The odds of Hassett filling the seat have spiked to 66% on Polymarket and 74% on Kalshi at the time of writing. Hassett is widely viewed as crypto‑friendly thanks to his past role on Coinbase’s advisory council, a disclosed seven‑figure stake in the exchange and his leadership of the White House digital asset working group.​

Founder and CEO of Wyoming-based Custodia Bank, and a prominent advocate for crypto-friendly regulations, Caitlin Long, commented on X:

“If this comes true & Hassett does become Fed chairman, anti-#crypto people at the Fed who still hold positions of power will finally be out (well, most of them anyway). BIG changes will be coming to the Fed.”

Source: Polymarket Money

Related: Crypto-friendly Trump adviser Hassett top pick for Fed chair: Report

Kevin Hassett’s crypto credentials

Hassett is a long-time Republican policy economist who returned to Washington as Trump’s top economic adviser and has now emerged as the market-implied frontrunner to lead the Fed.

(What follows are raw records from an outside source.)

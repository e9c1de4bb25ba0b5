//! GPX decoding, with heart rate taken from Garmin `TrackPointExtension`
//! elements when every point carries one.

use time::format_description::well_known::{Iso8601, Rfc3339};
use time::{OffsetDateTime, PrimitiveDateTime, UtcOffset};

use super::xml_tree::{self, XmlElement};
use crate::errors::TrackError;
use crate::models::{DEFAULT_ACTIVITY_TYPE, DecodedTrack, TrackPointData};

/// Used when the document does not name its track.
pub const DEFAULT_GPX_NAME: &str = "Unnamed Run";

/// One `<trkpt>`, with every field the track model reads.
#[derive(Debug, Clone, PartialEq)]
pub struct GpxPoint {
    pub lat: f64,
    pub lon: f64,
    pub ele: f64,
    pub time: OffsetDateTime,
    /// Whether the point has a `TrackPointExtension` block at all.
    pub has_extension: bool,
    pub heart_rate: Option<i32>,
}

impl GpxPoint {
    fn from_element(pt: &XmlElement, index: usize) -> Result<Self, TrackError> {
        let missing = |what: &str| TrackError::malformed(format!("track point {index} has no {what}"));

        let lat = pt
            .attr("lat")
            .and_then(|v| v.trim().parse::<f64>().ok())
            .ok_or_else(|| missing("latitude"))?;
        let lon = pt
            .attr("lon")
            .and_then(|v| v.trim().parse::<f64>().ok())
            .ok_or_else(|| missing("longitude"))?;
        let ele = leaf(pt, "ele")
            .and_then(|v| v.parse::<f64>().ok())
            .ok_or_else(|| missing("elevation"))?;
        let raw_time = leaf(pt, "time").ok_or_else(|| missing("time"))?;
        let time = parse_time(raw_time).ok_or_else(|| {
            TrackError::malformed(format!(
                "track point {index} has unparseable time '{raw_time}'"
            ))
        })?;

        let extension = pt
            .child("extensions")
            .and_then(|ext| ext.child("TrackPointExtension"));
        let heart_rate = extension
            .and_then(|ext| leaf(ext, "hr"))
            .and_then(|v| v.parse::<f64>().ok())
            .map(|hr| hr.round() as i32)
            .filter(|hr| *hr > 0);

        Ok(Self {
            lat,
            lon,
            ele,
            time,
            has_extension: extension.is_some(),
            heart_rate,
        })
    }
}

/// Parse a GPX document. All tracks and segments are flattened into one
/// point sequence in document order.
///
/// The name and type come from the first `<trk>` only; later tracks
/// contribute points but not metadata.
pub fn parse_gpx(bytes: &[u8]) -> Result<DecodedTrack, TrackError> {
    let root = xml_tree::parse(bytes)?;
    if root.tag != "gpx" {
        return Err(TrackError::malformed(format!(
            "root element is <{}>, expected <gpx>",
            root.tag
        )));
    }

    let tracks: Vec<&XmlElement> = root.children_named("trk").collect();

    let mut gpx_points = Vec::new();
    for trk in &tracks {
        for seg in trk.children_named("trkseg") {
            for pt in seg.children_named("trkpt") {
                gpx_points.push(GpxPoint::from_element(pt, gpx_points.len())?);
            }
        }
    }

    let Some(first) = gpx_points.first() else {
        return Err(TrackError::malformed("GPX file contains no track points"));
    };
    let start = first.time;

    // Heart rate is all or nothing: one point without the extension drops the
    // channel for the whole track.
    let with_hr = gpx_points.iter().all(|p| p.has_extension);
    if !with_hr {
        tracing::debug!("GPX track points lack TrackPointExtension, ignoring heart rate");
    }

    let points: Vec<TrackPointData> = gpx_points
        .into_iter()
        .map(|p| TrackPointData {
            lat: p.lat,
            lon: p.lon,
            elevation: Some(p.ele),
            timestamp: p.time,
            heart_rate: if with_hr { p.heart_rate } else { None },
        })
        .collect();

    let first_track = tracks.first();
    let mut track = DecodedTrack::new(start, points);
    track.name = first_track
        .and_then(|t| t.child("name"))
        .and_then(XmlElement::leaf_text)
        .filter(|n| !n.is_empty())
        .unwrap_or(DEFAULT_GPX_NAME)
        .to_string();
    track.activity_type = first_track
        .and_then(|t| t.child("type"))
        .and_then(XmlElement::leaf_text)
        .filter(|t| !t.is_empty())
        .map(str::to_lowercase)
        .unwrap_or_else(|| DEFAULT_ACTIVITY_TYPE.to_string());

    tracing::debug!(
        "Decoded GPX track '{}' with {} points",
        track.name,
        track.points.len()
    );
    Ok(track)
}

fn leaf<'a>(element: &'a XmlElement, tag: &str) -> Option<&'a str> {
    element.child(tag).and_then(XmlElement::leaf_text)
}

/// Timestamps without an offset are taken as UTC.
fn parse_time(s: &str) -> Option<OffsetDateTime> {
    OffsetDateTime::parse(s, &Rfc3339)
        .or_else(|_| OffsetDateTime::parse(s, &Iso8601::DEFAULT))
        .map(|t| t.to_offset(UtcOffset::UTC))
        .or_else(|_| {
            PrimitiveDateTime::parse(s, &Iso8601::DEFAULT).map(PrimitiveDateTime::assume_utc)
        })
        .ok()
}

His financial disclosure reveals at least a seven‑figure Coinbase stake and compensation for serving on the exchange’s Academic and Regulatory Advisory Council, placing him unusually close to the crypto industry for a potential Fed chair.​

Still, crypto has been burned before by reading too much into “crypto‑literate” resumes. Gary Gensler arrived at the Securities and Exchange Commission with MIT blockchain courses under his belt, but went on to preside over a wave of high‑profile enforcement actions, some of which critics branded as “Operation Chokepoint 2.0.”

A Hassett-led Fed might be more open to experimentation and less reflexively hostile to bank‑crypto activity. Still, the institution’s mandate on financial stability means markets should not assume a one‑way bet on deregulation.​

Related: Caitlin Long’s crypto bank loses appeal over Fed master account

Supervision pushback inside the Fed

The Hassett odds have jumped just as the Fed’s own approach to bank supervision has received pushback from veterans like Fed Governor Michael Barr, who earned his reputation as one of Operation Chokepoint 2.0’s key architects.

According to Caitlin Long, while he Barr “was Vice Chairman of Supervision & Regulation he did Warren’s bidding,” and he “has made it clear he will oppose changes made by Trump & his appointees.”

On Nov. 18, the Fed released new Supervisory Operating Principles that shift examiners toward a “risk‑first” framework, directing staff to focus on material safety‑and‑soundness risks rather than procedural or documentation issues.

In a speech the same day, Barr warned that narrowing oversight, weakening ratings frameworks and making it harder to issue enforcement actions or matters requiring attention could leave supervisors slower to act on emerging risks, arguing that gutting those tools may repeat pre‑crisis mistakes.​

Days later, in Consumer Affairs Letter 25‑1, the Fed clarified that the new Supervisory Operating Principles do not apply to its Consumer Affairs supervision program (an area under Barr’s committee as a governor).

If prediction markets are right and a crypto‑friendly Hassett inherits this landscape, his Fed would not be writing on a blank slate but stepping into an institution already mid‑pivot on how hard (and where) it leans on banks.